##### DATA FOR THE TASK
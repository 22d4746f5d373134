//! Mock provider implementation for testing.

use super::{
    ChatTurn, FinishReason, ProviderError, ProviderResponse, ProviderStream, StreamChunk,
    TextProvider,
};
use async_trait::async_trait;
use std::sync::Mutex;

#[derive(Debug, Clone, Copy, PartialEq, Eq)]
enum MockBehavior {
    Respond,
    NoCandidates,
    Fail,
}

/// Mock text provider for testing.
///
/// Replies are derived from the prompt, so tests can assert on them without
/// network access. Every prompt and replayed history is recorded.
pub struct MockTextProvider {
    behavior: MockBehavior,
    stream_finish_reason: FinishReason,
    prompts: Mutex<Vec<String>>,
    histories: Mutex<Vec<Vec<ChatTurn>>>,
}

impl MockTextProvider {
    /// `enabled = false` makes every call fail with `NotConfigured`.
    pub fn new(enabled: bool) -> Self {
        Self::with_behavior(if enabled {
            MockBehavior::Respond
        } else {
            MockBehavior::Fail
        })
    }

    /// Behaves like a model that returned no candidates.
    pub fn without_candidates() -> Self {
        Self::with_behavior(MockBehavior::NoCandidates)
    }

    /// Streams the usual reply but ends it with `finish_reason`.
    pub fn finishing_with(finish_reason: FinishReason) -> Self {
        Self {
            stream_finish_reason: finish_reason,
            ..Self::new(true)
        }
    }

    fn with_behavior(behavior: MockBehavior) -> Self {
        Self {
            behavior,
            stream_finish_reason: FinishReason::Complete,
            prompts: Mutex::new(Vec::new()),
            histories: Mutex::new(Vec::new()),
        }
    }

    /// Prompts received so far, oldest first.
    pub fn prompts(&self) -> Vec<String> {
        self.prompts.lock().map(|p| p.clone()).unwrap_or_default()
    }

    /// Histories passed to `generate_stream`, oldest first.
    pub fn histories(&self) -> Vec<Vec<ChatTurn>> {
        self.histories.lock().map(|h| h.clone()).unwrap_or_default()
    }

    fn record_prompt(&self, prompt: &str) {
        if let Ok(mut prompts) = self.prompts.lock() {
            prompts.push(prompt.to_string());
        }
    }

    fn not_configured() -> ProviderError {
        ProviderError::NotConfigured("Mock text provider not enabled".to_string())
    }
}

#[async_trait]
impl TextProvider for MockTextProvider {
    async fn generate(&self, prompt: &str) -> Result<ProviderResponse, ProviderError> {
        self.record_prompt(prompt);

        let text = match self.behavior {
            MockBehavior::Fail => return Err(Self::not_configured()),
            MockBehavior::NoCandidates => None,
            MockBehavior::Respond => Some(format!("Mock response for: {}", prompt)),
        };

        Ok(ProviderResponse {
            text,
            input_tokens: prompt.len() as i32 / 4,
            output_tokens: 10,
            finish_reason: FinishReason::Complete,
        })
    }

    async fn generate_stream(
        &self,
        history: &[ChatTurn],
        prompt: &str,
    ) -> Result<ProviderStream, ProviderError> {
        self.record_prompt(prompt);
        if let Ok(mut histories) = self.histories.lock() {
            histories.push(history.to_vec());
        }

        let input_tokens = prompt.len() as i32 / 4;

        let chunks: Vec<Result<StreamChunk, ProviderError>> = match self.behavior {
            MockBehavior::Fail => return Err(Self::not_configured()),
            MockBehavior::NoCandidates => vec![Ok(StreamChunk::Complete {
                input_tokens,
                output_tokens: 0,
                finish_reason: FinishReason::Complete,
            })],
            MockBehavior::Respond => vec![
                Ok(StreamChunk::Text("Mock".to_string())),
                Ok(StreamChunk::Text(" streaming".to_string())),
                Ok(StreamChunk::Text(" response".to_string())),
                Ok(StreamChunk::Text(" for:".to_string())),
                Ok(StreamChunk::Text(format!(" {}", prompt))),
                Ok(StreamChunk::Complete {
                    input_tokens,
                    output_tokens: 5,
                    finish_reason: self.stream_finish_reason,
                }),
            ],
        };

        Ok(Box::pin(tokio_stream::iter(chunks)))
    }
}
use serde::Deserialize;
use service_core::config::{self as core_config, get_env, GoogleConfig, ModelConfig};
use service_core::error::AppError;

/// Default per-file upload limit (20MB).
const DEFAULT_MAX_FILE_BYTES: usize = 20 * 1024 * 1024;

/// Default limit for a whole multipart request (100MB).
const DEFAULT_MAX_REQUEST_BYTES: usize = 100 * 1024 * 1024;

#[derive(Debug, Clone, Deserialize)]
pub struct DocQaConfig {
    #[serde(flatten)]
    pub common: core_config::Config,
    pub google: GoogleConfig,
    pub models: ModelConfig,
    pub upload: UploadConfig,
}

#[derive(Debug, Clone, Deserialize)]
pub struct UploadConfig {
    /// Largest single PDF accepted by `/upload_pdf`.
    pub max_file_bytes: usize,
    /// Largest multipart body accepted by `/upload_pdf`.
    pub max_request_bytes: usize,
}

impl Default for UploadConfig {
    fn default() -> Self {
        Self {
            max_file_bytes: DEFAULT_MAX_FILE_BYTES,
            max_request_bytes: DEFAULT_MAX_REQUEST_BYTES,
        }
    }
}

impl DocQaConfig {
    pub fn load() -> Result<Self, AppError> {
        let common_config = core_config::Config::load()?;
        let is_prod = core_config::is_prod();

        Ok(DocQaConfig {
            common: common_config,
            google: GoogleConfig::load(is_prod)?,
            models: ModelConfig::load(is_prod)?,
            upload: UploadConfig {
                max_file_bytes: parse_bytes(
                    "DOCQA_MAX_UPLOAD_BYTES",
                    DEFAULT_MAX_FILE_BYTES,
                    is_prod,
                )?,
                max_request_bytes: parse_bytes(
                    "DOCQA_MAX_REQUEST_BYTES",
                    DEFAULT_MAX_REQUEST_BYTES,
                    is_prod,
                )?,
            },
        })
    }
}

fn parse_bytes(key: &str, default: usize, is_prod: bool) -> Result<usize, AppError> {
    get_env(key, Some(&default.to_string()), is_prod)?
        .parse()
        .map_err(|e| AppError::ConfigError(anyhow::anyhow!("Invalid {}: {}", key, e)))
}
mod common;

use common::TestApp;
use reqwest::StatusCode;
use serde_json::json;
use service_core::genai::mock::MockTextProvider;
use service_core::genai::ChatTurn;

#[tokio::test]
async fn ask_without_question_returns_400() {
    let app = TestApp::spawn().await;

    let response = app.ask(json!({})).await;

    assert_eq!(response.status(), StatusCode::BAD_REQUEST);
    let body: serde_json::Value = response.json().await.unwrap();
    assert!(body["error"].is_string());
    assert!(app.provider.prompts().is_empty());
}

#[tokio::test]
async fn ask_with_empty_question_returns_400() {
    let app = TestApp::spawn().await;

    let response = app.ask(json!({ "question": "" })).await;

    assert_eq!(response.status(), StatusCode::BAD_REQUEST);
}

#[tokio::test]
async fn ask_returns_concatenated_stream() {
    let app = TestApp::spawn().await;

    let response = app.ask(json!({ "question": "What is a PDF?" })).await;

    assert_eq!(response.status(), StatusCode::OK);
    let body: serde_json::Value = response.json().await.unwrap();
    assert_eq!(body["question"], "What is a PDF?");
    assert_eq!(
        body["response"],
        "Mock streaming response for: What is a PDF?"
    );
}

#[tokio::test]
async fn session_history_accumulates_across_requests() {
    let app = TestApp::spawn().await;

    app.ask(json!({ "question": "first" })).await;
    app.ask(json!({ "question": "second" })).await;

    let history = app.session.history().await;
    assert_eq!(
        history,
        vec![
            ChatTurn::user("first"),
            ChatTurn::model("Mock streaming response for: first"),
            ChatTurn::user("second"),
            ChatTurn::model("Mock streaming response for: second"),
        ]
    );

    // The second call replayed the first exchange
    assert_eq!(app.provider.histories()[1].len(), 2);
}

#[tokio::test]
async fn upstream_failure_returns_server_error() {
    let app = TestApp::spawn_with(MockTextProvider::new(false)).await;

    let response = app.ask(json!({ "question": "hi" })).await;

    assert!(response.status().is_server_error());
    let body: serde_json::Value = response.json().await.unwrap();
    assert!(body["error"].is_string());
    assert!(app.session.history().await.is_empty());
}
use axum::{response::IntoResponse, Json};
use serde_json::json;

pub async fn health_check() -> impl IntoResponse {
    Json(json!({
        "status": "ok",
        "service": "docqa-service",
        "version": env!("CARGO_PKG_VERSION")
    }))
}
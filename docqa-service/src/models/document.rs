use serde::{Deserialize, Serialize};

/// One question asked against a document, with the model's answer.
#[derive(Debug, Clone, PartialEq, Eq, Serialize, Deserialize)]
pub struct QaPair {
    pub question: String,
    pub answer: String,
}

/// Everything kept in memory for an uploaded PDF, keyed by its file name.
#[derive(Debug, Clone, PartialEq, Eq, Serialize, Deserialize)]
pub struct DocumentRecord {
    pub document_text: String,
    pub summary: String,
    #[serde(default)]
    pub chat_history: Vec<QaPair>,
}

impl DocumentRecord {
    pub fn new(document_text: String, summary: String) -> Self {
        Self {
            document_text,
            summary,
            chat_history: Vec::new(),
        }
    }
}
##########
• _REQUIRED WORK_: The answer consists of the lines above that include the word "models", each copied exactly.

• _WRITTEN ANSWER_:
    pub models: ModelConfig,
            models: ModelConfig::load(is_prod)?,
filename docqa-service/src/models/document.rs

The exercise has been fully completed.